The library was a glorious place, fully four stories high with nothing but bookshelves along the walls, save for the large skylights far above. The center was open and filled with comfortable chairs in which to cozy up and read. Stairs led up to the second floor, which was little more than a balcony that ran around the perimeter, looking down upon the first. The third floor balcony was slightly narrower, and the fourth the narrowest of all, so that the vast open air of the library grew wider the higher one climbed.

"Wonderful," Ceridwen whispered to herself. She could recall long hours spent here on the occasions when she had come back to the mortal world — what her people called the Blight — with Arthur.

Yet the immediacy of their situation beckoned. She turned to leave, but even as she did so, she caught sight of another figure moving across the balcony on the second story. It was only a glimpse, as he moved into one of the many alcoves of bookshelves, but there was no mistaking the leathery skin and small, sharp horns.

Ceridwen went softly up the stairs to the second floor and moved around the circumference of the room, along the balustrade, to the alcove where he had disappeared. Danny Ferrick had his back to her and wore small silver headphones. She knew that music somehow came from such things but she could not see its source. The demon boy nodded along in time with the rhythm and had not noticed Ceridwen’s arrival. For several moments she watched him curiously as he withdrew certain volumes from the shelves and perused them.
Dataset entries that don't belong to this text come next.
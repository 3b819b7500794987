//! End-to-end pipeline: corpus -> tokens -> lexicon join -> windows.

use core::fmt;

use sentiarc_types::{ArcConfig, Result, Token, WindowSentiment};
use tracing::info;

use crate::analyzer::{LineTokenizer, NormalizerConfig, StopWords};
use crate::arc::aggregate;
use crate::corpus::Corpus;
use crate::lexicon::Lexicon;

/// Counters from one pipeline run.
#[derive(Debug, Clone, Copy, Default, PartialEq, Eq)]
pub struct ArcStats {
    /// Documents tokenized
    pub documents: usize,
    /// Tokens left after stop-word removal
    pub tokens: usize,
    /// Tokens that matched the lexicon (one per entry)
    pub scored: usize,
    /// Windows emitted
    pub windows: usize,
}

impl fmt::Display for ArcStats {
    fn fmt(&self, f: &mut fmt::Formatter<'_>) -> fmt::Result {
        write!(
            f,
            "{} docs, {} tokens, {} scored, {} windows",
            self.documents, self.tokens, self.scored, self.windows
        )
    }
}

/// Windows of one arc plus the counters that produced them.
#[derive(Debug, Clone, PartialEq, Eq)]
pub struct SentimentArc {
    /// Windows sorted by `(doc_id, window)`
    pub windows: Vec<WindowSentiment>,
    /// Run counters
    pub stats: ArcStats,
}

/// Configured tokenizer and stop-word filter.
#[derive(Debug, Clone)]
pub struct Pipeline {
    config: ArcConfig,
    tokenizer: LineTokenizer,
    stop_words: StopWords,
}

impl Pipeline {
    /// Creates a pipeline using the built-in English stop words.
    ///
    /// # Errors
    /// `SentimentError::InvalidConfiguration` if the config does not validate.
    pub fn new(config: ArcConfig) -> Result<Self> {
        config.validate()?;
        Ok(Self {
            config,
            tokenizer: LineTokenizer::new(NormalizerConfig {
                strip_diacritics: config.strip_diacritics,
            }),
            stop_words: StopWords::english(),
        })
    }

    /// Replaces the stop-word list.
    #[must_use]
    pub fn with_stop_words(mut self, stop_words: StopWords) -> Self {
        self.stop_words = stop_words;
        self
    }

    /// Active configuration.
    #[inline]
    pub fn config(&self) -> &ArcConfig {
        &self.config
    }

    /// Tokenizes the corpus and applies stop-word removal if enabled.
    pub fn tokens(&self, corpus: &Corpus) -> Vec<Token> {
        let mut tokens = corpus.tokens(&self.tokenizer);
        if self.config.remove_stop_words {
            self.stop_words.retain(&mut tokens);
        }
        tokens
    }

    /// Builds the sentiment arc of every document against `lexicon`.
    ///
    /// # Errors
    /// Propagates join and aggregation errors.
    pub fn arc(&self, corpus: &Corpus, lexicon: &Lexicon) -> Result<SentimentArc> {
        let tokens = self.tokens(corpus);
        let scored = lexicon.join(&tokens)?;
        let windows = aggregate(&scored, self.config.window_size, lexicon.mode())?;

        let stats = ArcStats {
            documents: corpus.len(),
            tokens: tokens.len(),
            scored: scored.len(),
            windows: windows.len(),
        };
        info!(lexicon = %lexicon.kind(), %stats, "sentiment arc ready");
        Ok(SentimentArc { windows, stats })
    }
}
//! Incremental aggregation over sorted input.
//!
//! Holds a single open window. A token with the same `(doc_id, window)` key
//! is folded in; a token with a larger key closes and returns the open
//! window first. A smaller key means the input was not sorted by
//! `(doc_id, line)` and is rejected, since the window it belongs to may
//! already have been emitted.

use sentiarc_types::{
    AggregationMode, DocId, Result, ScoredToken, SentimentError, WindowSentiment,
};

use crate::arc::{check_window_size, Accumulator};

/// Streaming window aggregator.
#[derive(Debug, Clone)]
pub struct WindowStream {
    window_size: u32,
    mode: AggregationMode,
    open: Option<((DocId, u32), Accumulator)>,
}

impl WindowStream {
    /// Creates an aggregator.
    ///
    /// # Errors
    /// Returns `SentimentError::InvalidConfiguration` if `window_size` is 0.
    pub fn new(window_size: u32, mode: AggregationMode) -> Result<Self> {
        check_window_size(window_size)?;
        Ok(Self {
            window_size,
            mode,
            open: None,
        })
    }

    /// Feeds one token; returns the window it closed, if any.
    ///
    /// # Errors
    ///
    /// `SentimentError::UnsortedInput` if the token's key precedes the open
    /// window, `SentimentError::ModeMismatch` if its polarity does not match
    /// the mode. The stream state is unchanged on error.
    pub fn push(&mut self, token: &ScoredToken) -> Result<Option<WindowSentiment>> {
        let key = (token.doc_id, token.window(self.window_size));

        match &mut self.open {
            Some((open_key, acc)) if *open_key == key => {
                acc.add(token, self.mode)?;
                Ok(None)
            }
            Some((open_key, _)) if key < *open_key => Err(SentimentError::UnsortedInput {
                doc_id: key.0,
                window: key.1,
                prev_doc_id: open_key.0,
                prev_window: open_key.1,
            }),
            _ => {
                let mut acc = Accumulator::default();
                acc.add(token, self.mode)?;
                let closed = self.open.replace((key, acc));
                Ok(closed.and_then(|((doc_id, window), acc)| acc.finish(doc_id, window, self.mode)))
            }
        }
    }

    /// Closes the open window, if any.
    pub fn finish(&mut self) -> Option<WindowSentiment> {
        let ((doc_id, window), acc) = self.open.take()?;
        acc.finish(doc_id, window, self.mode)
    }

    /// Drives the stream over a sorted sequence and collects every window.
    ///
    /// # Errors
    /// Same as [`WindowStream::push`]; nothing is returned on error.
    pub fn run<'a, I>(mut self, tokens: I) -> Result<Vec<WindowSentiment>>
    where
        I: IntoIterator<Item = &'a ScoredToken>,
    {
        let mut out = Vec::new();
        for token in tokens {
            out.extend(self.push(token)?);
        }
        out.extend(self.finish());
        Ok(out)
    }
}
Conan Doyle had one of the most extraordinary libraries in the world, replete not only with the summary accumulation of human wisdom, but with the secrets of the occult as well. The true histories of the world. Revelations of ancient societies. Lost worlds. Other dimensions. Many of the books in the library were unique and thought to have been lost at the time of the burning of the library of Alexandria.

A young man with an interest in the supernatural could learn a great deal in this hall.

She tapped him on the shoulder. "Danny."

"Fuck!" he snarled, spinning to face her and backing away at the same time. Fright and aggression warred in his eyes, and then he saw who had disturbed him, and he let out a long breath, relaxing into his sagging, teenager posture.

"You wear the face of his enemy and yet still call upon the man-god of your parents’ religion?" Ceridwen asked.

The demon boy leaned back and gazed up at the sunlight streaming in through the windows in the ceiling high above. He waved a clawed hand. "Well, He hasn’t struck me with lightning yet, so either He isn’t listening or I’m getting the benefit of the doubt. My guess is, you don’t get judged on your gene pool, but how you swim in it."